◆ Task prompt
How many of the lines in the data contain "bytes"? Give only the number.

◆ Data under study

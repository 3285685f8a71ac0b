//! Order fetcher
//!
//! Loads an order together with everything its detail view needs. The
//! order itself must load; sketches, designs and products are fetched in
//! parallel afterwards and a failure on any of them is recorded in the
//! view instead of failing the whole load.

use futures::future::join_all;
use serde::de::DeserializeOwned;
use shared::models::{
    MaterialOrder, Product, RecordDesign, RecordSketch, ServiceOrder, record,
};
use shared::status::{OrderAction, OrderSection, ServiceOrderStatus};
use std::collections::HashMap;
use std::sync::Arc;

use crate::endpoints;
use crate::error::{ClientError, ClientResult};
use crate::http::HttpClient;

// ============================================================================
// Views
// ============================================================================

/// Kind of secondary resource that failed to load.
#[derive(Debug, Clone, Copy, PartialEq, Eq)]
pub enum FetchedResource {
    Sketches,
    Designs,
    Product,
}

/// A secondary fetch that failed while the order itself loaded.
#[derive(Debug, Clone)]
pub struct FetchFailure {
    pub resource: FetchedResource,
    /// Order id for record lists, product id for products
    pub id: String,
    pub error: String,
}

/// Service order with its records and referenced products
#[derive(Debug, Clone)]
pub struct ServiceOrderView {
    pub order: ServiceOrder,
    pub sketches: Vec<RecordSketch>,
    pub designs: Vec<RecordDesign>,
    pub products: HashMap<String, Product>,
    pub failures: Vec<FetchFailure>,
}

impl ServiceOrderView {
    pub fn status(&self) -> ServiceOrderStatus {
        self.order.status
    }

    /// Whether every secondary fetch succeeded.
    pub fn is_complete(&self) -> bool {
        self.failures.is_empty()
    }

    pub fn product(&self, id: &str) -> Option<&Product> {
        self.products.get(id)
    }

    /// Whether the list for `resource` loaded. A failed list is empty,
    /// so phase and selection checks on it would be wrong.
    pub fn records_loaded(&self, resource: FetchedResource) -> bool {
        !self.failures.iter().any(|f| f.resource == resource)
    }

    /// Fail unless the list for `resource` loaded.
    pub fn ensure_records_loaded(&self, resource: FetchedResource) -> ClientResult<()> {
        if self.records_loaded(resource) {
            return Ok(());
        }
        Err(ClientError::InvalidResponse(format!(
            "{resource:?} for order {} did not load",
            self.order.id
        )))
    }

    pub fn selected_sketch(&self) -> Option<&RecordSketch> {
        record::selected(&self.sketches)
    }

    pub fn selected_design(&self) -> Option<&RecordDesign> {
        record::selected(&self.designs)
    }

    pub fn sketch_phase(&self) -> u8 {
        record::current_phase(&self.sketches)
    }

    pub fn design_phase(&self) -> u8 {
        record::current_phase(&self.designs)
    }

    /// Sketches of the most recent phase.
    pub fn latest_sketches(&self) -> Vec<&RecordSketch> {
        record::latest(&self.sketches)
    }

    /// Designs of the most recent phase.
    pub fn latest_designs(&self) -> Vec<&RecordDesign> {
        record::latest(&self.designs)
    }

    /// Whether the customer may ask for another round of the records
    /// currently under review (sketches before the deposit, designs after).
    pub fn can_request_redraft(&self) -> bool {
        if self.status().deposit_paid() {
            self.records_loaded(FetchedResource::Designs) && record::can_redraft(&self.designs)
        } else {
            self.records_loaded(FetchedResource::Sketches) && record::can_redraft(&self.sketches)
        }
    }

    /// Actions shown for the order, minus redraft requests that the
    /// phase limit or an existing selection rules out. Sketch and design
    /// actions are hidden while their list failed to load.
    pub fn available_actions(&self) -> Vec<OrderAction> {
        let sketches = self.records_loaded(FetchedResource::Sketches);
        let designs = self.records_loaded(FetchedResource::Designs);
        self.status()
            .available_actions()
            .iter()
            .copied()
            .filter(|action| match action {
                OrderAction::RejectSketch => sketches && record::can_redraft(&self.sketches),
                OrderAction::RejectDesign => designs && record::can_redraft(&self.designs),
                OrderAction::ConfirmSketch => sketches && self.selected_sketch().is_none(),
                OrderAction::ConfirmDesign => designs && self.selected_design().is_none(),
                _ => true,
            })
            .collect()
    }

    /// Sum of catalog lines, priced from the loaded products when the
    /// line carries no price of its own.
    pub fn catalog_total(&self) -> f64 {
        shared::money::sum(self.order.service_order_details.iter().map(|line| {
            if line.total_price > 0.0 {
                line.total_price
            } else {
                let price = self.product(&line.product_id).map_or(line.price, |p| p.price);
                shared::money::line_total(price, line.quantity)
            }
        }))
    }
}

/// Material order with its referenced products
#[derive(Debug, Clone)]
pub struct MaterialOrderView {
    pub order: MaterialOrder,
    pub products: HashMap<String, Product>,
    pub failures: Vec<FetchFailure>,
}

impl MaterialOrderView {
    pub fn is_complete(&self) -> bool {
        self.failures.is_empty()
    }

    pub fn product(&self, id: &str) -> Option<&Product> {
        self.products.get(id)
    }
}

// ============================================================================
// Fetcher
// ============================================================================

/// Order loader
pub struct OrderFetcher<C: HttpClient> {
    http: Arc<C>,
}

impl<C: HttpClient> Clone for OrderFetcher<C> {
    fn clone(&self) -> Self {
        Self {
            http: Arc::clone(&self.http),
        }
    }
}

impl<C: HttpClient> OrderFetcher<C> {
    pub fn new(http: Arc<C>) -> Self {
        Self { http }
    }

    /// Load a service order with the records its status shows and every
    /// referenced product.
    pub async fn service_order(&self, id: &str) -> ClientResult<ServiceOrderView> {
        let order: ServiceOrder = self.http.get(&endpoints::service_order(id)).await?;
        let status = order.status;
        tracing::debug!(order_id = %id, status = %status, "Service order loaded");

        let sketches = async {
            if status.shows(OrderSection::Sketches) {
                Some(self.list::<RecordSketch>(&endpoints::sketches(id)).await)
            } else {
                None
            }
        };
        let designs = async {
            if status.shows(OrderSection::Designs) {
                Some(self.list::<RecordDesign>(&endpoints::designs(id)).await)
            } else {
                None
            }
        };
        let product_ids = order.product_ids();
        let products = self.products(&product_ids);
        let (sketches, designs, (products, mut failures)) =
            tokio::join!(sketches, designs, products);

        let sketches = collect_records(sketches, FetchedResource::Sketches, id, &mut failures);
        let designs = collect_records(designs, FetchedResource::Designs, id, &mut failures);

        if !failures.is_empty() {
            tracing::warn!(order_id = %id, failed = failures.len(), "Service order loaded partially");
        }
        Ok(ServiceOrderView {
            order,
            sketches,
            designs,
            products,
            failures,
        })
    }

    /// Load a material order with its products.
    pub async fn material_order(&self, id: &str) -> ClientResult<MaterialOrderView> {
        let order: MaterialOrder = self.http.get(&endpoints::material_order(id)).await?;
        let (products, failures) = self.products(&order.product_ids()).await;
        if !failures.is_empty() {
            tracing::warn!(order_id = %id, failed = failures.len(), "Material order loaded partially");
        }
        Ok(MaterialOrderView {
            order,
            products,
            failures,
        })
    }

    pub async fn service_orders_for_user(&self, user_id: &str) -> ClientResult<Vec<ServiceOrder>> {
        self.list(&endpoints::service_orders_for_user(user_id)).await
    }

    pub async fn material_orders_for_user(
        &self,
        user_id: &str,
    ) -> ClientResult<Vec<MaterialOrder>> {
        self.list(&endpoints::material_orders_for_user(user_id)).await
    }

    /// The backend answers 404 for an empty list (no orders yet, no
    /// phase drafted yet).
    async fn list<T: DeserializeOwned + Send>(&self, path: &str) -> ClientResult<Vec<T>> {
        match self.http.get(path).await {
            Ok(items) => Ok(items),
            Err(ClientError::NotFound(_)) => Ok(Vec::new()),
            Err(e) => Err(e),
        }
    }

    async fn products(&self, ids: &[&str]) -> (HashMap<String, Product>, Vec<FetchFailure>) {
        let results = join_all(ids.iter().map(|id| async move {
            let result: ClientResult<Product> = self.http.get(&endpoints::product(id)).await;
            (*id, result)
        }))
        .await;

        let mut products = HashMap::with_capacity(results.len());
        let mut failures = Vec::new();
        for (id, result) in results {
            match result {
                Ok(product) => {
                    products.insert(id.to_string(), product);
                }
                Err(e) => {
                    tracing::warn!(product_id = %id, error = %e, "Product fetch failed");
                    failures.push(FetchFailure {
                        resource: FetchedResource::Product,
                        id: id.to_string(),
                        error: e.to_string(),
                    });
                }
            }
        }
        (products, failures)
    }
}

fn collect_records<T>(
    result: Option<ClientResult<Vec<T>>>,
    resource: FetchedResource,
    order_id: &str,
    failures: &mut Vec<FetchFailure>,
) -> Vec<T> {
    match result {
        Some(Ok(records)) => records,
        Some(Err(e)) => {
            tracing::warn!(order_id, ?resource, error = %e, "Record fetch failed");
            failures.push(FetchFailure {
                resource,
                id: order_id.to_string(),
                error: e.to_string(),
            });
            Vec::new()
        }
        None => Vec::new(),
    }
}
//! Money formatting and arithmetic for Vietnamese dong
//!
//! The backend sends amounts as JSON numbers (`f64`). All arithmetic is
//! done with `Decimal` and rounded to whole dong, then converted back to
//! `f64` for the wire. Formatting follows the vi-VN locale: `.` groups
//! thousands and the symbol trails after a no-break space.

use rust_decimal::prelude::*;
use std::str::FromStr;

/// Suffix appended by [`format_currency`] (no-break space + dong sign)
pub const CURRENCY_SUFFIX: &str = "\u{a0}₫";

#[inline]
fn to_decimal(value: f64) -> Decimal {
    if !value.is_finite() {
        return Decimal::ZERO;
    }
    Decimal::from_f64(value).unwrap_or_default()
}

#[inline]
fn to_f64(value: Decimal) -> f64 {
    value.to_f64().unwrap_or_default()
}

/// Round to whole dong, half away from zero.
fn round_dong(value: Decimal) -> Decimal {
    value.round_dp_with_strategy(0, RoundingStrategy::MidpointAwayFromZero)
}

fn group_thousands(digits: &str) -> String {
    let mut out = String::with_capacity(digits.len() + digits.len() / 3);
    for (i, ch) in digits.chars().enumerate() {
        if i > 0 && (digits.len() - i) % 3 == 0 {
            out.push('.');
        }
        out.push(ch);
    }
    out
}

/// `1234567.4` → `"1.234.567"`, `-1500` → `"-1.500"`.
///
/// Non-finite input formats as `"0"`.
pub fn format_amount(amount: f64) -> String {
    let rounded = round_dong(to_decimal(amount));
    let digits = rounded.abs().trunc().to_string();
    let grouped = group_thousands(&digits);
    if rounded.is_sign_negative() && !rounded.is_zero() {
        format!("-{grouped}")
    } else {
        grouped
    }
}

/// `1234567` → `"1.234.567 ₫"` (with a no-break space).
pub fn format_currency(amount: f64) -> String {
    format!("{}{}", format_amount(amount), CURRENCY_SUFFIX)
}

/// Inverse of [`format_amount`] and [`format_currency`].
///
/// Accepts an optional leading `-`, digits with `.` group separators and
/// an optional trailing `₫`, `đ` or `VND`. Returns `None` for anything else.
pub fn parse_amount(text: &str) -> Option<f64> {
    let mut s = text.trim();
    for suffix in ["₫", "đ", "VND"] {
        if let Some(rest) = s.strip_suffix(suffix) {
            s = rest;
            break;
        }
    }
    let s = s.trim_end_matches(|c: char| c.is_whitespace());
    let (negative, body) = match s.strip_prefix('-') {
        Some(rest) => (true, rest),
        None => (false, s),
    };
    if body.is_empty() || body.starts_with('.') || body.ends_with('.') {
        return None;
    }
    let mut digits = String::with_capacity(body.len());
    for ch in body.chars() {
        match ch {
            '0'..='9' => digits.push(ch),
            '.' => {}
            _ => return None,
        }
    }
    let value = Decimal::from_str(&digits).ok()?;
    Some(to_f64(if negative { -value } else { value }))
}

/// `percent`% of `amount`, rounded to whole dong.
pub fn percent_of(amount: f64, percent: f64) -> f64 {
    let value = to_decimal(amount) * to_decimal(percent) / Decimal::ONE_HUNDRED;
    to_f64(round_dong(value))
}

/// `price × quantity`, rounded to whole dong.
pub fn line_total(price: f64, quantity: i32) -> f64 {
    to_f64(round_dong(to_decimal(price) * Decimal::from(quantity)))
}

/// Exact sum of amounts.
pub fn sum(amounts: impl IntoIterator<Item = f64>) -> f64 {
    let total: Decimal = amounts.into_iter().map(to_decimal).sum();
    to_f64(round_dong(total))
}
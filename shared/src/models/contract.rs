//! Design contract Model

use serde::{Deserialize, Serialize};

/// Contract attached one-to-one to a service order.
///
/// Created lazily the first time the customer opens it. Signing is
/// terminal: once `signature_url` is set there is no way to re-sign.
#[derive(Debug, Clone, Serialize, Deserialize)]
#[serde(rename_all = "camelCase")]
pub struct Contract {
    pub id: String,
    pub service_order_id: String,
    pub user_id: Option<String>,
    pub name: Option<String>,
    pub email: Option<String>,
    pub phone: Option<String>,
    pub address: Option<String>,
    pub description: Option<String>,
    /// Contract document (PDF) URL
    pub contract_url: Option<String>,
    pub signature_url: Option<String>,
    pub status: Option<String>,
    pub creation_date: Option<String>,
}

impl Contract {
    pub fn is_signed(&self) -> bool {
        self.signature_url.as_deref().is_some_and(|s| !s.is_empty())
    }
}

/// Create contract payload
#[derive(Debug, Clone, Serialize, Deserialize)]
#[serde(rename_all = "camelCase")]
pub struct ContractCreate {
    pub service_order_id: String,
    pub user_id: String,
    pub name: String,
    pub phone: String,
    pub address: String,
}

/// Sign contract payload
#[derive(Debug, Clone, Serialize, Deserialize)]
#[serde(rename_all = "camelCase")]
pub struct ContractSign {
    pub signature_url: String,
}
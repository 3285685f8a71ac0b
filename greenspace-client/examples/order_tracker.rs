// greenspace-client/examples/order_tracker.rs
// Logs in, prints the wallet and the state of one service order.

use greenspace_client::logger::init_logger;
use greenspace_client::{ClientConfig, GreenSpaceClient};
use shared::money::format_currency;

#[tokio::main]
async fn main() -> anyhow::Result<()> {
    init_logger("info", false)?;

    let args: Vec<String> = std::env::args().collect();
    if args.len() < 4 {
        println!("Usage: {} <email> <password> <service_order_id>", args[0]);
        println!("  Reads GREENSPACE_API_URL from the environment or .env");
        return Ok(());
    }
    let (email, password, order_id) = (&args[1], &args[2], &args[3]);

    let config = ClientConfig::from_env()?;
    let guest = GreenSpaceClient::new(config)?;
    let client = match guest.restore_saved().await {
        Ok(client) => client,
        Err(guest) => guest.login(email, password).await?,
    };
    let user = client.user()?;
    tracing::info!("Logged in as: {} <{}>", user.name, user.email);

    let wallet = client.wallet()?.fetch_wallet_data(false).await?;
    println!("Wallet balance: {}", format_currency(wallet.balance));
    println!(
        "  {} deposits, {} purchases, {} refunds",
        wallet.deposits.len(),
        wallet.purchases.len(),
        wallet.refunds.len()
    );

    let view = client.fetcher().service_order(order_id).await?;
    let status = view.status();
    println!("Order {}: {} ({})", view.order.id, status.label(), status.color());
    println!("  Design fee:   {}", format_currency(view.order.design_price));
    println!("  Catalog cost: {}", format_currency(view.catalog_total()));
    println!("  Sketch phase {} / design phase {}", view.sketch_phase(), view.design_phase());
    for action in view.available_actions() {
        println!("  - can {action:?}");
    }
    for failure in &view.failures {
        tracing::warn!("Partial load: {:?} {} ({})", failure.resource, failure.id, failure.error);
    }

    client.save_session().await?;
    Ok(())
}
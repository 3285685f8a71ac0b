//! Image upload
//!
//! Signatures and review photos go to Cloudinary through an unsigned
//! upload preset; the backend only ever sees the resulting URL.

use async_trait::async_trait;
use reqwest::multipart::{Form, Part};
use serde::Deserialize;

use crate::config::CloudinaryConfig;
use crate::error::{ClientError, ClientResult};

/// Destination for image bytes
#[async_trait]
pub trait ImageUploader: Send + Sync {
    /// Upload an image and return its public HTTPS URL.
    async fn upload(&self, file_name: &str, bytes: Vec<u8>) -> ClientResult<String>;
}

#[derive(Deserialize)]
struct CloudinaryResponse {
    secure_url: Option<String>,
    error: Option<CloudinaryError>,
}

#[derive(Deserialize)]
struct CloudinaryError {
    message: String,
}

/// Cloudinary unsigned uploader
#[derive(Debug, Clone)]
pub struct CloudinaryUploader {
    client: reqwest::Client,
    config: CloudinaryConfig,
}

impl CloudinaryUploader {
    pub fn new(config: CloudinaryConfig) -> Self {
        Self {
            client: reqwest::Client::new(),
            config,
        }
    }
}

#[async_trait]
impl ImageUploader for CloudinaryUploader {
    async fn upload(&self, file_name: &str, bytes: Vec<u8>) -> ClientResult<String> {
        if bytes.is_empty() {
            return Err(ClientError::Upload("empty image".into()));
        }
        let part = Part::bytes(bytes)
            .file_name(file_name.to_string())
            .mime_str(mime_for(file_name))?;
        let form = Form::new()
            .part("file", part)
            .text("upload_preset", self.config.upload_preset.clone());

        let response = self
            .client
            .post(self.config.upload_url())
            .multipart(form)
            .send()
            .await?;
        let status = response.status();
        let body: CloudinaryResponse = response.json().await?;

        match (body.secure_url, body.error) {
            (Some(url), _) if status.is_success() => {
                tracing::debug!(file_name, %url, "Image uploaded");
                Ok(url)
            }
            (_, Some(err)) => Err(ClientError::Upload(err.message)),
            _ => Err(ClientError::Upload(format!(
                "unexpected Cloudinary response ({status})"
            ))),
        }
    }
}

fn mime_for(file_name: &str) -> &'static str {
    let ext = file_name
        .rsplit_once('.')
        .map(|(_, ext)| ext.to_ascii_lowercase())
        .unwrap_or_default();
    match ext.as_str() {
        "jpg" | "jpeg" => "image/jpeg",
        "webp" => "image/webp",
        "gif" => "image/gif",
        _ => "image/png",
    }
}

◆ Task result
5